One Board member stated his support for allowing recognition in profit or loss under certain circumstances but rather than permitting an option for recognition in profit or loss would instead require recognition in profit or loss when an accounting mismatch exists. The staff noted that such an approach would be operationally more burdensome as it would require all entities to determine whether an accounting mismatch exists rather than simply permitting those entities with identified mismatches to elect an alternative presentation. Several Board members also expressed concern over what specific criteria would be used for determining whether an accounting mismatch exists.

One Board member proposed an approach with a default presentation in other comprehensive income but permit a one-time, irrevocable election on a plan-by-plan basis to present the remeasurement component in profit or loss. Unlike the fair value option within IFRS 9, this election could be made either at inception of the plan or at anytime going forward. However, once the decision to present in profit or loss has been made, there would be no ability to change the election. The basis for the Board permitting an election would be to allow entities to eliminate an accounting mismatch and the Standard would provide examples of instances where a mismatch may exist (the unfunded plan and hedging examples were specifically mentioned as indicators) but would not provide specific criteria for identifying a mismatch or a requirement that a mismatch exists in order to apply the election. His rational was to avoid having to detail specific criteria in order to utilise the option. The Board tentatively agreed (9 votes supporting the proposal) with this approach and also tentatively agreed that entities would need to disclose the use of the election as well as information on the reason for making the election.
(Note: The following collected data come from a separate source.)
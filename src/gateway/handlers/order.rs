//! Order handlers (list, get, details, create)

use std::sync::Arc;

use axum::{
    Extension,
    extract::{Path, State},
    http::{HeaderMap, StatusCode, header},
};
use serde::Deserialize;
use utoipa::ToSchema;

use crate::aggregation::OrderDetails;
use crate::auth::AuthenticatedUser;
use crate::order::{CreateOrderRequest, Order, OrderItemRequest};

use super::super::state::AppState;
use super::super::types::{ApiError, ApiResult, ValidatedJson, created, error_codes, ok};

/// Order creation body. Any client-supplied user id is ignored.
#[derive(Debug, Deserialize, ToSchema)]
pub struct CreateOrderBody {
    pub items: Vec<OrderItemRequest>,
}

fn require_user(user: Option<Extension<AuthenticatedUser>>) -> Result<AuthenticatedUser, ApiError> {
    user.map(|Extension(user)| user).ok_or_else(|| {
        ApiError::new(
            StatusCode::UNAUTHORIZED,
            error_codes::MISSING_AUTH,
            "Authentication required",
        )
    })
}

/// List the caller's orders, newest first
///
/// GET /api/v1/orders
#[utoipa::path(
    get,
    path = "/api/v1/orders",
    responses(
        (status = 200, description = "Caller's orders, newest first", body = Vec<Order>),
        (status = 401, description = "Authentication required"),
        (status = 500, description = "Internal server error")
    ),
    security(("bearer_auth" = [])),
    tag = "Orders"
)]
pub async fn list_orders(
    State(state): State<Arc<AppState>>,
    user: Option<Extension<AuthenticatedUser>>,
) -> ApiResult<Vec<Order>> {
    let user = require_user(user)?;
    ok(state.orders.list_orders(&user.user_id).await?)
}

/// Get one order with its items
///
/// GET /api/v1/orders/{id}
#[utoipa::path(
    get,
    path = "/api/v1/orders/{id}",
    params(("id" = String, Path, description = "Order id")),
    responses(
        (status = 200, description = "Order found", body = Order),
        (status = 404, description = "Order not found"),
        (status = 500, description = "Internal server error")
    ),
    tag = "Orders"
)]
pub async fn get_order(
    State(state): State<Arc<AppState>>,
    Path(id): Path<String>,
) -> ApiResult<Order> {
    ok(state.orders.get_order(&id).await?)
}

/// Get an order together with its shipment, when one exists
///
/// GET /api/v1/orders/{id}/details
#[utoipa::path(
    get,
    path = "/api/v1/orders/{id}/details",
    params(("id" = String, Path, description = "Order id")),
    responses(
        (status = 200, description = "Order with optional shipment", body = OrderDetails),
        (status = 404, description = "Order not found"),
        (status = 500, description = "Internal server error")
    ),
    tag = "Orders"
)]
pub async fn get_order_details(
    State(state): State<Arc<AppState>>,
    Path(id): Path<String>,
) -> ApiResult<OrderDetails> {
    ok(state.details.get_order_details(&id).await?)
}

/// Create an order for the caller
///
/// POST /api/v1/orders
///
/// After the order commits, the caller's cart is cleared on a best-effort
/// basis. A cart failure is logged and does not change the response.
#[utoipa::path(
    post,
    path = "/api/v1/orders",
    request_body = CreateOrderBody,
    responses(
        (status = 201, description = "Order created", body = Order),
        (status = 400, description = "Invalid order or malformed body"),
        (status = 401, description = "Authentication required"),
        (status = 500, description = "Internal server error")
    ),
    security(("bearer_auth" = [])),
    tag = "Orders"
)]
pub async fn create_order(
    State(state): State<Arc<AppState>>,
    user: Option<Extension<AuthenticatedUser>>,
    headers: HeaderMap,
    ValidatedJson(body): ValidatedJson<CreateOrderBody>,
) -> ApiResult<Order> {
    let user = require_user(user)?;

    let order = state
        .orders
        .create_order(CreateOrderRequest::new(user.user_id, body.items))
        .await?;

    let authorization = headers
        .get(header::AUTHORIZATION)
        .and_then(|v| v.to_str().ok());
    if let Err(e) = state.cart.clear_cart(authorization).await {
        tracing::warn!(order_id = %order.id, error = %e, "Failed to clear cart after order creation");
    }

    created(order)
}
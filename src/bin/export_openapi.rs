//! Export the OpenAPI document as JSON
//!
//! Usage:
//!   cargo run --bin export_openapi > openapi.json
//!   cargo run --bin export_openapi -- --output docs/openapi.json

use anyhow::Context;
use order_service::gateway::openapi::ApiDoc;
use utoipa::OpenApi;

fn main() -> anyhow::Result<()> {
    let json = ApiDoc::openapi()
        .to_pretty_json()
        .context("Failed to serialize OpenAPI document")?;

    let args: Vec<String> = std::env::args().collect();
    match args.iter().position(|a| a == "--output").and_then(|i| args.get(i + 1)) {
        Some(path) => {
            std::fs::write(path, &json).with_context(|| format!("Failed to write {}", path))?;
            eprintln!("OpenAPI document exported to: {}", path);
        }
        None => println!("{}", json),
    }
    Ok(())
}
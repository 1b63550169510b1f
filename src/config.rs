//! Application configuration
//!
//! Loaded from `config/<env>.yaml`, then overridden by environment variables
//! (deployment-supplied credentials and service URLs), then validated. Any
//! missing required value aborts startup.

use serde::{Deserialize, Serialize};
use std::fs;
use thiserror::Error;

/// Accepted values for `database.ssl_mode` (libpq names).
pub const SSL_MODES: &[&str] = &[
    "disable",
    "allow",
    "prefer",
    "require",
    "verify-ca",
    "verify-full",
];

#[derive(Debug, Error)]
pub enum ConfigError {
    #[error("Failed to read config file {path}: {source}")]
    Io {
        path: String,
        #[source]
        source: std::io::Error,
    },

    #[error("Failed to parse config yaml: {0}")]
    Parse(#[from] serde_yaml::Error),

    #[error("{0} is required")]
    Missing(&'static str),

    #[error("Invalid {field}: {reason}")]
    Invalid { field: &'static str, reason: String },
}

#[derive(Debug, Serialize, Deserialize, Clone)]
pub struct AppConfig {
    pub log_level: String,
    pub log_dir: String,
    pub log_file: String,
    pub use_json: bool,
    pub rotation: String,
    pub gateway: GatewayConfig,
    #[serde(default)]
    pub database: DatabaseConfig,
    #[serde(default)]
    pub downstream: DownstreamConfig,
    #[serde(default)]
    pub auth: AuthConfig,
}

#[derive(Debug, Serialize, Deserialize, Clone)]
pub struct GatewayConfig {
    pub host: String,
    pub port: u16,
}

/// PostgreSQL connection settings
#[derive(Debug, Serialize, Deserialize, Clone)]
#[serde(default)]
pub struct DatabaseConfig {
    pub host: String,
    pub port: u16,
    pub name: String,
    pub user: String,
    pub password: String,
    pub ssl_mode: String,
    pub max_connections: u32,
    pub run_migrations: bool,
}

impl Default for DatabaseConfig {
    fn default() -> Self {
        Self {
            host: String::new(),
            port: 5432,
            name: String::new(),
            user: String::new(),
            password: String::new(),
            ssl_mode: "disable".to_string(),
            max_connections: 25,
            run_migrations: false,
        }
    }
}

/// Shipping-status provider and cart service endpoints
#[derive(Debug, Serialize, Deserialize, Clone)]
#[serde(default)]
pub struct DownstreamConfig {
    pub shipping_base_url: String,
    pub shipping_timeout_ms: u64,
    pub cart_base_url: String,
    pub cart_timeout_ms: u64,
}

impl Default for DownstreamConfig {
    fn default() -> Self {
        Self {
            shipping_base_url: String::new(),
            shipping_timeout_ms: 5000,
            cart_base_url: String::new(),
            cart_timeout_ms: 3000,
        }
    }
}

#[derive(Debug, Serialize, Deserialize, Clone, Default)]
#[serde(default)]
pub struct AuthConfig {
    /// HS256 secret shared with the identity provider
    pub jwt_secret: String,
}

impl AppConfig {
    /// Load `config/<env>.yaml`, apply environment overrides and validate.
    pub fn load(env: &str) -> Result<Self, ConfigError> {
        let config_path = format!("config/{}.yaml", env);
        let content = fs::read_to_string(&config_path).map_err(|source| ConfigError::Io {
            path: config_path.clone(),
            source,
        })?;

        let mut config = Self::from_yaml_str(&content)?;
        config.apply_overrides(|key| std::env::var(key).ok())?;
        config.validate()?;
        Ok(config)
    }

    pub fn from_yaml_str(content: &str) -> Result<Self, ConfigError> {
        Ok(serde_yaml::from_str(content)?)
    }

    /// Override file values with whatever `lookup` returns for the well-known
    /// environment keys. Empty values are ignored; numeric keys that do not
    /// parse are rejected.
    pub fn apply_overrides<F>(&mut self, lookup: F) -> Result<(), ConfigError>
    where
        F: Fn(&str) -> Option<String>,
    {
        let get = |key: &str| lookup(key).filter(|v| !v.trim().is_empty());

        if let Some(v) = get("DB_HOST") {
            self.database.host = v;
        }
        if let Some(v) = get("DB_PORT") {
            self.database.port = parse_number("DB_PORT", &v)?;
        }
        if let Some(v) = get("DB_NAME") {
            self.database.name = v;
        }
        if let Some(v) = get("DB_USER") {
            self.database.user = v;
        }
        if let Some(v) = get("DB_PASSWORD") {
            self.database.password = v;
        }
        if let Some(v) = get("DB_SSLMODE") {
            self.database.ssl_mode = v;
        }
        if let Some(v) = get("DB_POOL_MAX_CONNECTIONS") {
            self.database.max_connections = parse_number("DB_POOL_MAX_CONNECTIONS", &v)?;
        }
        if let Some(v) = get("SHIPPING_SERVICE_URL") {
            self.downstream.shipping_base_url = v;
        }
        if let Some(v) = get("CART_SERVICE_URL") {
            self.downstream.cart_base_url = v;
        }
        if let Some(v) = get("JWT_SECRET") {
            self.auth.jwt_secret = v;
        }
        if let Some(v) = get("PORT") {
            self.gateway.port = parse_number("PORT", &v)?;
        }
        if let Some(v) = get("LOG_LEVEL") {
            self.log_level = v;
        }
        Ok(())
    }

    pub fn validate(&self) -> Result<(), ConfigError> {
        let db = &self.database;
        require(&db.host, "DB_HOST")?;
        require(&db.name, "DB_NAME")?;
        require(&db.user, "DB_USER")?;
        require(&db.password, "DB_PASSWORD")?;

        if !SSL_MODES.contains(&db.ssl_mode.as_str()) {
            return Err(ConfigError::Invalid {
                field: "DB_SSLMODE",
                reason: format!("'{}' is not one of {:?}", db.ssl_mode, SSL_MODES),
            });
        }
        if db.max_connections == 0 {
            return Err(ConfigError::Invalid {
                field: "DB_POOL_MAX_CONNECTIONS",
                reason: "must be greater than zero".to_string(),
            });
        }

        require(&self.downstream.shipping_base_url, "SHIPPING_SERVICE_URL")?;
        require(&self.downstream.cart_base_url, "CART_SERVICE_URL")?;
        require(&self.auth.jwt_secret, "JWT_SECRET")?;
        Ok(())
    }
}

fn parse_number<T>(field: &'static str, value: &str) -> Result<T, ConfigError>
where
    T: std::str::FromStr,
    T::Err: std::fmt::Display,
{
    value
        .trim()
        .parse()
        .map_err(|e: T::Err| ConfigError::Invalid {
            field,
            reason: format!("'{}': {}", value, e),
        })
}

fn require(value: &str, name: &'static str) -> Result<(), ConfigError> {
    if value.trim().is_empty() {
        Err(ConfigError::Missing(name))
    } else {
        Ok(())
    }
}
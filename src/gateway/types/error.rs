//! Handler error type

use axum::{
    Json,
    http::StatusCode,
    response::{IntoResponse, Response},
};

use super::response::{ApiResponse, error_codes};
use crate::order::OrderError;

/// Error returned from handlers, rendered as the standard envelope
#[derive(Debug)]
pub struct ApiError {
    pub status: StatusCode,
    pub code: i32,
    pub msg: String,
}

pub type ApiResult<T> = Result<(StatusCode, Json<ApiResponse<T>>), ApiError>;

/// 200 with payload
pub fn ok<T>(data: T) -> ApiResult<T> {
    Ok((StatusCode::OK, Json(ApiResponse::success(data))))
}

/// 201 with payload
pub fn created<T>(data: T) -> ApiResult<T> {
    Ok((StatusCode::CREATED, Json(ApiResponse::success(data))))
}

impl ApiError {
    pub fn new(status: StatusCode, code: i32, msg: impl Into<String>) -> Self {
        Self {
            status,
            code,
            msg: msg.into(),
        }
    }

    pub fn bad_request(msg: impl Into<String>) -> Self {
        Self::new(StatusCode::BAD_REQUEST, error_codes::INVALID_PARAMETER, msg)
    }

    pub fn unauthorized(msg: impl Into<String>) -> Self {
        Self::new(StatusCode::UNAUTHORIZED, error_codes::AUTH_FAILED, msg)
    }

    pub fn not_found(msg: impl Into<String>) -> Self {
        Self::new(StatusCode::NOT_FOUND, error_codes::ORDER_NOT_FOUND, msg)
    }

    pub fn internal(msg: impl Into<String>) -> Self {
        Self::new(
            StatusCode::INTERNAL_SERVER_ERROR,
            error_codes::INTERNAL_ERROR,
            msg,
        )
    }

    pub fn service_unavailable(msg: impl Into<String>) -> Self {
        Self::new(
            StatusCode::SERVICE_UNAVAILABLE,
            error_codes::SERVICE_UNAVAILABLE,
            msg,
        )
    }
}

impl IntoResponse for ApiError {
    fn into_response(self) -> Response {
        (
            self.status,
            Json(ApiResponse::<()>::error(self.code, self.msg)),
        )
            .into_response()
    }
}

/// Store failures are logged here and never leak to the client
impl From<OrderError> for ApiError {
    fn from(err: OrderError) -> Self {
        match err {
            OrderError::OrderNotFound => ApiError::not_found("Order not found"),
            OrderError::InvalidOrder(reason) => ApiError::new(
                StatusCode::BAD_REQUEST,
                error_codes::INVALID_ORDER,
                format!("Invalid order: {}", reason),
            ),
            OrderError::Store(e) => {
                tracing::error!(error = %e, "Order store failure");
                ApiError::internal("Internal server error")
            }
        }
    }
}
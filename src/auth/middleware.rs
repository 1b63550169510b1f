use axum::{
    body::Body,
    extract::State,
    http::{Request, header},
    middleware::Next,
    response::Response,
};
use std::sync::Arc;

use super::models::AuthenticatedUser;
use super::token::IdentityVerifier;
use crate::gateway::types::ApiError;

/// Bind the caller's identity to the request.
///
/// - No `Authorization` header: the request continues anonymously.
/// - Valid bearer token: `AuthenticatedUser` is inserted into extensions.
/// - Anything else: 401.
pub async fn identity_middleware(
    State(verifier): State<Arc<IdentityVerifier>>,
    mut request: Request<Body>,
    next: Next,
) -> Result<Response, ApiError> {
    let Some(value) = request.headers().get(header::AUTHORIZATION) else {
        return Ok(next.run(request).await);
    };

    let token = value
        .to_str()
        .ok()
        .and_then(|v| v.strip_prefix("Bearer "))
        .map(str::trim)
        .filter(|t| !t.is_empty())
        .ok_or_else(|| ApiError::unauthorized("Invalid token format"))?;

    match verifier.verify(token) {
        Ok(claims) => {
            request
                .extensions_mut()
                .insert(AuthenticatedUser::from(claims));
            Ok(next.run(request).await)
        }
        Err(e) => {
            tracing::debug!(error = %e, "Bearer token rejected");
            Err(ApiError::unauthorized("Invalid or expired token"))
        }
    }
}
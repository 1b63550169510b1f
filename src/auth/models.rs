use serde::{Deserialize, Serialize};

/// JWT claims issued by the identity provider
#[derive(Debug, Serialize, Deserialize, Clone)]
pub struct Claims {
    pub sub: String, // Subject (user id)
    pub exp: usize,  // Expiration time (as UTC timestamp)
    pub iat: usize,  // Issued at
}

/// Identity bound to a request by [`super::identity_middleware`]
#[derive(Debug, Clone, PartialEq, Eq)]
pub struct AuthenticatedUser {
    pub user_id: String,
}

impl From<Claims> for AuthenticatedUser {
    fn from(claims: Claims) -> Self {
        Self {
            user_id: claims.sub,
        }
    }
}
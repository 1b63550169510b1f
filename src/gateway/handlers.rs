//! Gateway HTTP handlers

pub mod health;
pub mod internal;
pub mod order;

pub use health::{HealthResponse, health_check};
pub use internal::{UpdateStatusRequest, update_order_status};
pub use order::{CreateOrderBody, create_order, get_order, get_order_details, list_orders};
//! Order Service entry point
//!
//! ```text
//! config ─▶ logging ─▶ PostgreSQL pool ─▶ OrderService ─┬─▶ OrderAggregator ─▶ gateway
//!                       shipping / cart clients ─────────┘
//! ```
//!
//! Usage: `order_service [--env <name>] [--port <port>]`

use std::sync::Arc;
use std::time::Duration;

use order_service::aggregation::OrderAggregator;
use order_service::auth::IdentityVerifier;
use order_service::config::AppConfig;
use order_service::db::Database;
use order_service::downstream::{CartClient, ShippingClient};
use order_service::gateway::{self, state::AppState};
use order_service::order::{OrderService, PgOrderRepository};

fn arg_value(names: &[&str]) -> Option<String> {
    let args: Vec<String> = std::env::args().collect();
    args.iter()
        .position(|a| names.contains(&a.as_str()))
        .and_then(|i| args.get(i + 1).cloned())
}

fn get_env() -> String {
    arg_value(&["--env", "-e"]).unwrap_or_else(|| "dev".to_string())
}

/// Get port override from command line (--port argument)
fn get_port_override() -> Option<u16> {
    arg_value(&["--port"]).and_then(|p| p.parse().ok())
}

#[tokio::main]
async fn main() {
    let env = get_env();
    let mut app_config = match AppConfig::load(&env) {
        Ok(config) => config,
        Err(e) => {
            eprintln!("FATAL: invalid configuration ({}): {}", env, e);
            std::process::exit(1);
        }
    };
    if let Some(port) = get_port_override() {
        app_config.gateway.port = port;
    }

    let _log_guard = order_service::logging::init_logging(&app_config);
    tracing::info!(env = %env, git = env!("GIT_HASH"), "Starting order service");

    if let Err(e) = run(app_config).await {
        tracing::error!(error = %format!("{:#}", e), "Order service failed");
        std::process::exit(1);
    }
}

async fn run(config: AppConfig) -> anyhow::Result<()> {
    let db = Database::connect(&config.database).await?;
    if config.database.run_migrations {
        db.run_migrations().await?;
    }

    let store = Arc::new(PgOrderRepository::new(db.pool().clone()));
    let orders = Arc::new(OrderService::new(store.clone(), store));

    let shipping = Arc::new(ShippingClient::new(
        &config.downstream.shipping_base_url,
        Duration::from_millis(config.downstream.shipping_timeout_ms),
    )?);
    let cart = Arc::new(CartClient::new(
        &config.downstream.cart_base_url,
        Duration::from_millis(config.downstream.cart_timeout_ms),
    )?);

    let details = Arc::new(OrderAggregator::new(orders.clone(), shipping));
    let state = Arc::new(AppState::new(orders, details, cart));
    let identity = Arc::new(IdentityVerifier::new(&config.auth.jwt_secret));

    let app = gateway::build_router(state, identity);
    gateway::run_server(&config.gateway, app).await
}
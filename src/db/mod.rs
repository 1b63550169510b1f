//! Database connection management
//!
//! Deployments reach PostgreSQL through a transaction-mode pooler (PgCat /
//! PgBouncer), so consecutive statements of one logical session may land on
//! different physical connections. The pool is therefore built with the
//! statement cache disabled, and the order store issues every statement as
//! non-persistent.

use sqlx::postgres::{PgConnectOptions, PgPool, PgPoolOptions, PgSslMode};
use std::str::FromStr;
use std::time::Duration;

use crate::config::DatabaseConfig;

/// PostgreSQL database connection pool
#[derive(Clone)]
pub struct Database {
    pool: PgPool,
}

impl Database {
    /// Create a new database connection pool and verify it with a ping
    pub async fn connect(config: &DatabaseConfig) -> Result<Self, sqlx::Error> {
        let options = connect_options(config)?;

        let pool = PgPoolOptions::new()
            .max_connections(config.max_connections)
            .acquire_timeout(Duration::from_secs(5))
            .connect_with(options)
            .await?;

        let db = Self { pool };
        db.health_check().await?;

        tracing::info!(
            host = %config.host,
            database = %config.name,
            max_connections = config.max_connections,
            "PostgreSQL connection pool established"
        );
        Ok(db)
    }

    /// Get a reference to the connection pool
    pub fn pool(&self) -> &PgPool {
        &self.pool
    }

    /// Check database health
    pub async fn health_check(&self) -> Result<(), sqlx::Error> {
        sqlx::query("SELECT 1")
            .persistent(false)
            .execute(&self.pool)
            .await?;
        Ok(())
    }

    /// Apply pending schema migrations from `migrations/`
    pub async fn run_migrations(&self) -> Result<(), sqlx::migrate::MigrateError> {
        sqlx::migrate!("./migrations").run(&self.pool).await?;
        tracing::info!("Database migrations applied");
        Ok(())
    }
}

/// Build pooler-safe connect options from config
pub fn connect_options(config: &DatabaseConfig) -> Result<PgConnectOptions, sqlx::Error> {
    let ssl_mode = PgSslMode::from_str(&config.ssl_mode)?;

    Ok(PgConnectOptions::new()
        .host(&config.host)
        .port(config.port)
        .database(&config.name)
        .username(&config.user)
        .password(&config.password)
        .ssl_mode(ssl_mode)
        .application_name("order_service")
        .statement_cache_capacity(0))
}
Interaction of IAS 19 proposals and IAS 37

Because of the interactions between IAS 19 and IAS 37, and the fact that both standards have pending projects to amend their respective requirements - albeit separate time tables, some coordination is needed in order to align their requirements. The discussion specifically focused on the timing of recognition for plan amendments, curtailments, settlements and termination benefits and their interaction with the timing of recognition for restructuring costs in IAS 37.

IAS 19 currently states that termination benefits should be recognised when the entity is "demonstrably committed" either to terminating employment before the normal retirement date or to providing termination benefits as a result of an offer made in order to encourage voluntary redundancy. The term "demonstrably committed" was also used in the exposure draft that preceded the issuance of IAS 37 but the language in IAS 37 was changed prior to issuance. However, the Board has made the tentative decision that entities shall recognise gains or losses when they occur and proposed removing the "demonstrably committed" language.

In order to align the recognition requirements for plan amendments, curtailments, termination benefits and settlements with the restructuring guidance in IAS 37, and to prevent having to make consequential amendments to IAS 19 once the amendments to IAS 37 are complete, the Board has tentatively agreed on the following:

  • If a curtailment or plan amendment is linked to a restructuring or termination benefit, the gain or loss should be recognised when the related restructuring costs or termination benefits are recognised. Otherwise, the gain or loss should be recognised when the curtailment or plan amendment occurs,
  • If termination benefits are part of the detailed plan or restructuring, they should be recognised when the related restructuring costs are recognised if that is earlier. Otherwise, termination benefits should be recognised when the entity can no longer withdraw the offer of the benefits, and
  • A settlement should be recognised when it occurs.